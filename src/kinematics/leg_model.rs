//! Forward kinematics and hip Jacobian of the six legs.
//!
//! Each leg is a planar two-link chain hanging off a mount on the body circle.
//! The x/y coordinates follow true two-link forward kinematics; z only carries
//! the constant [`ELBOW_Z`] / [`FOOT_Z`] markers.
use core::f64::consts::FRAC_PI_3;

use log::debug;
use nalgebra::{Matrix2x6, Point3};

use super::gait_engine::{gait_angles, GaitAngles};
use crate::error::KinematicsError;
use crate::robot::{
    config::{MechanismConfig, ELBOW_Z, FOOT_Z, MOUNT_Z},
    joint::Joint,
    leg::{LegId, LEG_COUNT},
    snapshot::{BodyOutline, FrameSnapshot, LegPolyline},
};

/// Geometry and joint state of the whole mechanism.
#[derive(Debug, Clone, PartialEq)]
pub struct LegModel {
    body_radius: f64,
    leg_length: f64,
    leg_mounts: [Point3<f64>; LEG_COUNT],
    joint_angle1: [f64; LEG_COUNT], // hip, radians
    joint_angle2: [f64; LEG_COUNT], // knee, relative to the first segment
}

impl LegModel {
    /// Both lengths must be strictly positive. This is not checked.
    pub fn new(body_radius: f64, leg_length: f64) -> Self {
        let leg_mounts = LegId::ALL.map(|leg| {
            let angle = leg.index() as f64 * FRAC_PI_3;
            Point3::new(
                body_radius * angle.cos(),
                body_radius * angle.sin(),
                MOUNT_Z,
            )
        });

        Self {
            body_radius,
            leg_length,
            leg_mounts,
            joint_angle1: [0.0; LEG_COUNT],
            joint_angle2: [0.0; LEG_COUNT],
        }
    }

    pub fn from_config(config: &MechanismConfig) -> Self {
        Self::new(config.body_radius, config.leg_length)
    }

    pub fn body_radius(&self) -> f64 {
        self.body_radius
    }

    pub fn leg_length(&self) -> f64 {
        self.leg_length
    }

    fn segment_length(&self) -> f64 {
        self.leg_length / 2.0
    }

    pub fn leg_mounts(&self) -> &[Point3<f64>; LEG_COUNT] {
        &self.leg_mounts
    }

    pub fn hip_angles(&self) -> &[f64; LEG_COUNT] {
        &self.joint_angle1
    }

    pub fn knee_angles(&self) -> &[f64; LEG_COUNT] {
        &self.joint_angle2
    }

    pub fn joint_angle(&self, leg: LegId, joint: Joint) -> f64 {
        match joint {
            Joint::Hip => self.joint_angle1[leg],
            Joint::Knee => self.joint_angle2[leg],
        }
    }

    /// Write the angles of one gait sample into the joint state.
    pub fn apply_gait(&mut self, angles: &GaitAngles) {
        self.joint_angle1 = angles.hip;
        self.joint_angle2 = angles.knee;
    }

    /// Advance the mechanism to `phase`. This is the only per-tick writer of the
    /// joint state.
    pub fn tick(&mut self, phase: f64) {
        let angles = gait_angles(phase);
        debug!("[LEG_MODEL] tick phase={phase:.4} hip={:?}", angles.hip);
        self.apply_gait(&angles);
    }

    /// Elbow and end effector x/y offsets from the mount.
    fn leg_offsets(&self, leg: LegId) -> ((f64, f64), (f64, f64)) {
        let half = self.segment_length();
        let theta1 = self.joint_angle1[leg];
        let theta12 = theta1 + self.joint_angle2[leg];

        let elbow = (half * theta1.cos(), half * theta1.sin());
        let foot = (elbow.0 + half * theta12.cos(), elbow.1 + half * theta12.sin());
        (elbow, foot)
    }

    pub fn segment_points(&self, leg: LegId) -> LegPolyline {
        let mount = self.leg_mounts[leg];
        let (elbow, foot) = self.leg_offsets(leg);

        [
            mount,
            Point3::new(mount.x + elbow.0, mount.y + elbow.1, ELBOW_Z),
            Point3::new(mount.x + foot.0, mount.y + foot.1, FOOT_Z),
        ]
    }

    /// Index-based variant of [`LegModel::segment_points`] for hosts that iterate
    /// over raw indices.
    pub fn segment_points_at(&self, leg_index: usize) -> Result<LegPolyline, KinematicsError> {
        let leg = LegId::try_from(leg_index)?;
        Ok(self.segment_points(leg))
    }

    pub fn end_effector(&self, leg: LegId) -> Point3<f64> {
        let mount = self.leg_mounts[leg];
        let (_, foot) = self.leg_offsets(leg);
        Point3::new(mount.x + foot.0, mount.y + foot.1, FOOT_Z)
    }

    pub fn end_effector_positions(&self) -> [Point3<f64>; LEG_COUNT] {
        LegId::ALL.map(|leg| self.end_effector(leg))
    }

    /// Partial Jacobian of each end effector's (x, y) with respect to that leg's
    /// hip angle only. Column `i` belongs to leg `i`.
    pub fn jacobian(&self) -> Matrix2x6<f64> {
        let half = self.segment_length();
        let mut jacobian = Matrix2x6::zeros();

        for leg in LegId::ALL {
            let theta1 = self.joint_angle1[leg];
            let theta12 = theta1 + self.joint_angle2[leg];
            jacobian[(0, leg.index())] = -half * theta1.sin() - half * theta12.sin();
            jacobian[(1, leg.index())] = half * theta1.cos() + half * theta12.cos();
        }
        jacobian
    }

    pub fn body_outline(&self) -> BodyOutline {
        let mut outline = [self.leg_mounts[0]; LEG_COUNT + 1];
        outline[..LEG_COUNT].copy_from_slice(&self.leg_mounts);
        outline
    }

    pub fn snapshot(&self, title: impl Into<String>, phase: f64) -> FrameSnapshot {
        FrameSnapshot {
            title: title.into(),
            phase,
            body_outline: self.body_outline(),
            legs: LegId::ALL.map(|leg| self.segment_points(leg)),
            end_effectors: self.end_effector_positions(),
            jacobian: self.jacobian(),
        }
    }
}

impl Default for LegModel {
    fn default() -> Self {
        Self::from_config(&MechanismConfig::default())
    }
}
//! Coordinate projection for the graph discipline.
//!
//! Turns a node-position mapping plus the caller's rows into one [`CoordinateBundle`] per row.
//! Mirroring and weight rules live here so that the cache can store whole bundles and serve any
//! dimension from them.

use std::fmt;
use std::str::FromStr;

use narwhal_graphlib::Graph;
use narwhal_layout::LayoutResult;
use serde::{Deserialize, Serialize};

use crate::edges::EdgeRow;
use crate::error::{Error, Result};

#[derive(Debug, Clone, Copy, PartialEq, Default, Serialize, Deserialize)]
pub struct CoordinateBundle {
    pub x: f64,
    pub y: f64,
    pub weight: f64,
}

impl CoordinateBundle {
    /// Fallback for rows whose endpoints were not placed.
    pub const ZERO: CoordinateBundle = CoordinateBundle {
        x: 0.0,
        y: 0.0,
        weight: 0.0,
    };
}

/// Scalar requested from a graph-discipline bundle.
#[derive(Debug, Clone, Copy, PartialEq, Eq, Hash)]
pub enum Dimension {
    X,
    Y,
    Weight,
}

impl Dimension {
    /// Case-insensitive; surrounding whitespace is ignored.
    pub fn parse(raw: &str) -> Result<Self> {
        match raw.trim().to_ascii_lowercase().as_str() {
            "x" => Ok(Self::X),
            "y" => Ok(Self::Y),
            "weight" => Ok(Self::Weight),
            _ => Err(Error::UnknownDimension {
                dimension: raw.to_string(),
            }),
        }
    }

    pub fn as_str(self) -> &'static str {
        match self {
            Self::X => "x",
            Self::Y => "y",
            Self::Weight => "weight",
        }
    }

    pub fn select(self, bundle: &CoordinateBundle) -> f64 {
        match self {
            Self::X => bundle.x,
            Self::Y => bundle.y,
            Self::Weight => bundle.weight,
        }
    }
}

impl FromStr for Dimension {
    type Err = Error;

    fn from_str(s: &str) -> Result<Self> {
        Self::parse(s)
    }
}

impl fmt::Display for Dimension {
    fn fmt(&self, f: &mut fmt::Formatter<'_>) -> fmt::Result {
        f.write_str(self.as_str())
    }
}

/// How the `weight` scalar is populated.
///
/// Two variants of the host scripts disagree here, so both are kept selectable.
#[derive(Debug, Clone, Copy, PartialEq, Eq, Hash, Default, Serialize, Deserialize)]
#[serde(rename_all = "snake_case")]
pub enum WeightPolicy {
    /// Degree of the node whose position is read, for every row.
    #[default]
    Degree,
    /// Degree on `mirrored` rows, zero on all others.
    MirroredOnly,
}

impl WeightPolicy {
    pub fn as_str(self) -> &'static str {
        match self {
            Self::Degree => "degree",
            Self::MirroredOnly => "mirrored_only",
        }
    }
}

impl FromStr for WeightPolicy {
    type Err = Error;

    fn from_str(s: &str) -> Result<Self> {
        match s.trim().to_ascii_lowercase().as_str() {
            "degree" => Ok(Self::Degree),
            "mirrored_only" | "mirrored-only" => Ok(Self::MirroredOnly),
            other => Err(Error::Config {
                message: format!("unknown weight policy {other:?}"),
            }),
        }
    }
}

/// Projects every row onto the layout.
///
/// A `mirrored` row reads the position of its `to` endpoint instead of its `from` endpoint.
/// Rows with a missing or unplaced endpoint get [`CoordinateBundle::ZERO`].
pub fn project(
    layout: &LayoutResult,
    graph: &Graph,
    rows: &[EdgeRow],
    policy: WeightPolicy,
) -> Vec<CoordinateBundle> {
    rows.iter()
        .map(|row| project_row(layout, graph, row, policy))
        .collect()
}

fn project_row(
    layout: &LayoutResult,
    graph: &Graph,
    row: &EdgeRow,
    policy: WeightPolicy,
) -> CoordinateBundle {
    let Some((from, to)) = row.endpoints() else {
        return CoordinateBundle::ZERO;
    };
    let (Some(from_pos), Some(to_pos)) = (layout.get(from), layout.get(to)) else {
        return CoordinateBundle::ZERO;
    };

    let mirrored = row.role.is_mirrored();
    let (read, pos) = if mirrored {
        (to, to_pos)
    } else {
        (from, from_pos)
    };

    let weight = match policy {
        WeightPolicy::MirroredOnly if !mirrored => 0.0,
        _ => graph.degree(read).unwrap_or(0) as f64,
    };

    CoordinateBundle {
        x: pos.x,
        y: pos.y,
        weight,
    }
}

---

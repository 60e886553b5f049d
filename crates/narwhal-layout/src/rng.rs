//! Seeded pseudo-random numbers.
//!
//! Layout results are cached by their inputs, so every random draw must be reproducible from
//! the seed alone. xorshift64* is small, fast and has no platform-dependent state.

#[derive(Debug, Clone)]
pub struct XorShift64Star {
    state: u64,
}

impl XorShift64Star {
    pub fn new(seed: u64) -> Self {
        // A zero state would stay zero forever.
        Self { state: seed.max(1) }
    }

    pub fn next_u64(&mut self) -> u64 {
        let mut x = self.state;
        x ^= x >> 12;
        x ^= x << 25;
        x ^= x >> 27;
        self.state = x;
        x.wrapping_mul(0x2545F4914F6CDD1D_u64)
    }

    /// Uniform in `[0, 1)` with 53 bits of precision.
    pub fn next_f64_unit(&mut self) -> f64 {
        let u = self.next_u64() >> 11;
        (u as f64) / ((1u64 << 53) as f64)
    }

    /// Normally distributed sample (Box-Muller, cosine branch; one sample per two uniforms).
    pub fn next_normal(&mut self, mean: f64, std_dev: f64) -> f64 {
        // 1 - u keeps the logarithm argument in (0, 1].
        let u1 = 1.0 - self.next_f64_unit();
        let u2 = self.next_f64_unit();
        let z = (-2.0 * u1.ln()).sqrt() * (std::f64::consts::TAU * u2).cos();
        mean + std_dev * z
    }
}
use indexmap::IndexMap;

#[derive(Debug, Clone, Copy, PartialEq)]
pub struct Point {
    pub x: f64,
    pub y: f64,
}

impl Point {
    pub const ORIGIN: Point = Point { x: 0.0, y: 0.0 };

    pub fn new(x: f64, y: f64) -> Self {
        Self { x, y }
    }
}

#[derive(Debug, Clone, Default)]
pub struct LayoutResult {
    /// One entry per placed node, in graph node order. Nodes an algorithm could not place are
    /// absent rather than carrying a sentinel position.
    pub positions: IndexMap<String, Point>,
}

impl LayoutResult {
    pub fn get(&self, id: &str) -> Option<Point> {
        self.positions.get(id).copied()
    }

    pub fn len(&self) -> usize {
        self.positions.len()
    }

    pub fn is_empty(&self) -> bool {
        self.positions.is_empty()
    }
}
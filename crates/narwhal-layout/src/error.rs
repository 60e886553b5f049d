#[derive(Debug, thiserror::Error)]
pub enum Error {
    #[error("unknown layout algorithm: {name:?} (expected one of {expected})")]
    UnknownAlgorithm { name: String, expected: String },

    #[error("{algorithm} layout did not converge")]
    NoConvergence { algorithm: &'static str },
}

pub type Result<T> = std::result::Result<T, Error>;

Action item: Could you restate, word for word, the lines above from the one with "pub fn segment_points_at(&self, leg_index: usize)" to the one with "let (_, foot)", both included?

Finished exercise:
    pub fn segment_points_at(&self, leg_index: usize) -> Result<LegPolyline, KinematicsError> {
        let leg = LegId::try_from(leg_index)?;
        Ok(self.segment_points(leg))
    }

    pub fn end_effector(&self, leg: LegId) -> Point3<f64> {
        let mount = self.leg_mounts[leg];
        let (_, foot) = self.leg_offsets(leg);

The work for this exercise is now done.